Observations of ion cyclotron harmonic structure in type 1 to 4 VHF auroral echoes

The understanding of E region plasma instabilities is crucial for the interpretation of the enormous stream of data from large ongoing projects like STARE and SABRE in Europe, and BARS in Canada, in which measurements of radar scatter from E region plasma waves are used to infer the electric fields, hydromagnetic waves, and field‐aligned currents in the E region. Auroral echoes measured by 50 MHz CW Doppler radars strongly indicate that the electrostatic ion cyclotron (EIC) mechanism may be more important in auroral irregularity formation than was previously suspected. Doppler spectra taken over 64 ms intervals are highly structured, showing as many as seven or eight discrete frequency components whose frequency separation is often approximately the cyclotron frequency of one of the principal ions in the E region.
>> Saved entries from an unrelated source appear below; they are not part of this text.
use crate::{
    codec::{
        DecimalString,
        ledger_uint,
    },
    normalize::{
        FailureReason,
        RoundOutcome,
    },
    record::{
        RoundId,
        RoundRecord,
    },
    transport::{
        LedgerTransport,
        ReadCall,
    },
    window::recent_round_ids,
};
use fuels::types::ContractId;
use serde::{
    Deserialize,
    Serialize,
};
use serde_json::Value;
use tracing::{
    debug,
    warn,
};


pub const VIEW_LOTTERY: &str = "viewLottery";
pub const CURRENT_LOTTERY_ID: &str = "currentLotteryId";
pub const MAX_NUMBER_TICKETS_PER_BUY_OR_CLAIM: &str = "maxNumberTicketsPerBuyOrClaim";

#[derive(Debug, Clone, PartialEq, Eq, Default, Serialize, Deserialize)]
#[serde(rename_all = "camelCase")]
pub struct CurrentRoundInfo {
    pub current_round_id: Option<RoundId>,
    pub max_number_tickets_per_buy_or_claim: Option<DecimalString>,
}

/// Reads lottery rounds from one lottery contract.
///
/// Every fetch settles with a record per requested id. Failures surface as
/// loading placeholders, never as errors.
#[derive(Clone)]
pub struct LotteryReader<T> {
    transport: T,
    lottery: ContractId,
}

impl<T> LotteryReader<T> {
    pub fn new(transport: T, lottery: ContractId) -> Self {
        Self { transport, lottery }
    }

    pub fn lottery(&self) -> &ContractId {
        &self.lottery
    }

    pub fn transport(&self) -> &T {
        &self.transport
    }

    fn view_round_call(&self, round_id: &RoundId) -> ReadCall {
        ReadCall::new(self.lottery, VIEW_LOTTERY).with_param(round_id.as_str())
    }
}

impl<T: LedgerTransport> LotteryReader<T> {
    pub async fn fetch_round_outcome(&self, round_id: &RoundId) -> RoundOutcome {
        match self.transport.read(self.view_round_call(round_id)).await {
            Ok(response) => RoundOutcome::from_response(round_id.clone(), Some(&response)),
            Err(err) => RoundOutcome::failed(
                round_id.clone(),
                FailureReason::Transport(format!("{err:#}")),
            ),
        }
    }

    pub async fn fetch_round(&self, round_id: &RoundId) -> RoundRecord {
        let outcome = self.fetch_round_outcome(round_id).await;
        log_failure(&outcome);
        outcome.into_record()
    }

    /// Reads all `round_ids` in one batched round-trip. The i-th outcome belongs to
    /// the i-th id whatever happens to the other calls.
    pub async fn fetch_round_outcomes(&self, round_ids: &[RoundId]) -> Vec<RoundOutcome> {
        if round_ids.is_empty() {
            return Vec::new();
        }
        let calls = round_ids
            .iter()
            .map(|round_id| self.view_round_call(round_id))
            .collect();
        debug!(count = round_ids.len(), "fetching lottery rounds");
        match self.transport.read_batch(calls, false).await {
            Ok(slots) => {
                if slots.len() > round_ids.len() {
                    warn!(
                        requested = round_ids.len(),
                        received = slots.len(),
                        "ignoring surplus multicall slots"
                    );
                }
                let mut slots = slots.into_iter();
                round_ids
                    .iter()
                    .map(|round_id| match slots.next() {
                        Some(slot) => {
                            RoundOutcome::from_response(round_id.clone(), slot.as_ref())
                        }
                        None => RoundOutcome::failed(
                            round_id.clone(),
                            FailureReason::MissingSlot,
                        ),
                    })
                    .collect()
            }
            Err(err) => {
                warn!(?err, count = round_ids.len(), "batched round fetch failed");
                let reason = FailureReason::Transport(format!("{err:#}"));
                round_ids
                    .iter()
                    .map(|round_id| RoundOutcome::failed(round_id.clone(), reason.clone()))
                    .collect()
            }
        }
    }

    pub async fn fetch_rounds(&self, round_ids: &[RoundId]) -> Vec<RoundRecord> {
        self.fetch_round_outcomes(round_ids)
            .await
            .into_iter()
            .map(|outcome| {
                log_failure(&outcome);
                outcome.into_record()
            })
            .collect()
    }

    pub async fn fetch_current_round_id_and_max_buy(&self) -> CurrentRoundInfo {
        let calls = vec![
            ReadCall::new(self.lottery, CURRENT_LOTTERY_ID),
            ReadCall::new(self.lottery, MAX_NUMBER_TICKETS_PER_BUY_OR_CLAIM),
        ];
        let slots = match self.transport.read_batch(calls, true).await {
            Ok(slots) => slots,
            Err(err) => {
                warn!(?err, "failed to fetch current lottery id");
                return CurrentRoundInfo::default();
            }
        };
        let mut slots = slots.into_iter();
        let current_round_id = slots
            .next()
            .flatten()
            .as_ref()
            .and_then(|value| single_uint(value, CURRENT_LOTTERY_ID))
            .map(|id| RoundId::from(id.to_string()));
        let max_number_tickets_per_buy_or_claim = slots
            .next()
            .flatten()
            .as_ref()
            .and_then(|value| single_uint(value, MAX_NUMBER_TICKETS_PER_BUY_OR_CLAIM));
        CurrentRoundInfo {
            current_round_id,
            max_number_tickets_per_buy_or_claim,
        }
    }

    /// The current round and the rounds before it, newest first. Empty when the
    /// current round id cannot be read.
    pub async fn fetch_recent_rounds(&self) -> Vec<RoundRecord> {
        let Some(current) = self
            .fetch_current_round_id_and_max_buy()
            .await
            .current_round_id
        else {
            return Vec::new();
        };
        match recent_round_ids(&current) {
            Ok(round_ids) => self.fetch_rounds(&round_ids).await,
            Err(err) => {
                warn!(%err, "current lottery id is not a number");
                Vec::new()
            }
        }
    }
}

// Single-output calls come back either bare or wrapped in a one-element tuple.
fn single_uint(value: &Value, method: &str) -> Option<DecimalString> {
    let value = match value {
        Value::Array(items) => items.first()?,
        other => other,
    };
    match ledger_uint(value) {
        Ok(number) => Some(DecimalString::encode(&number)),
        Err(err) => {
            warn!(%err, method, "unreadable lottery counter");
            None
        }
    }
}

fn log_failure(outcome: &RoundOutcome) {
    if let Some(reason) = outcome.failure() {
        warn!(round_id = %outcome.round_id(), %reason, "lottery round unavailable");
    }
}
In this note, we show that when examples of each of the four standard spectral types (1 to 4), whose classification is based upon time‐averaging over several seconds, are examined with the finer time resolution of 64 ms (i.e. a resolution of the same order as the lifetime of the individual plasma irregularities), all four types appear to be composites of many harmonically structured bursts as described above. Since the spectral components in individual bursts may occur at frequencies that are not exact multiples of the ion gyrofrequency, time averaging over many bursts usually smears out the harmonic content, resulting in broader spectral peaks. The resulting smoothed spectra then appear to be caused by instabilities other than the EIC instability.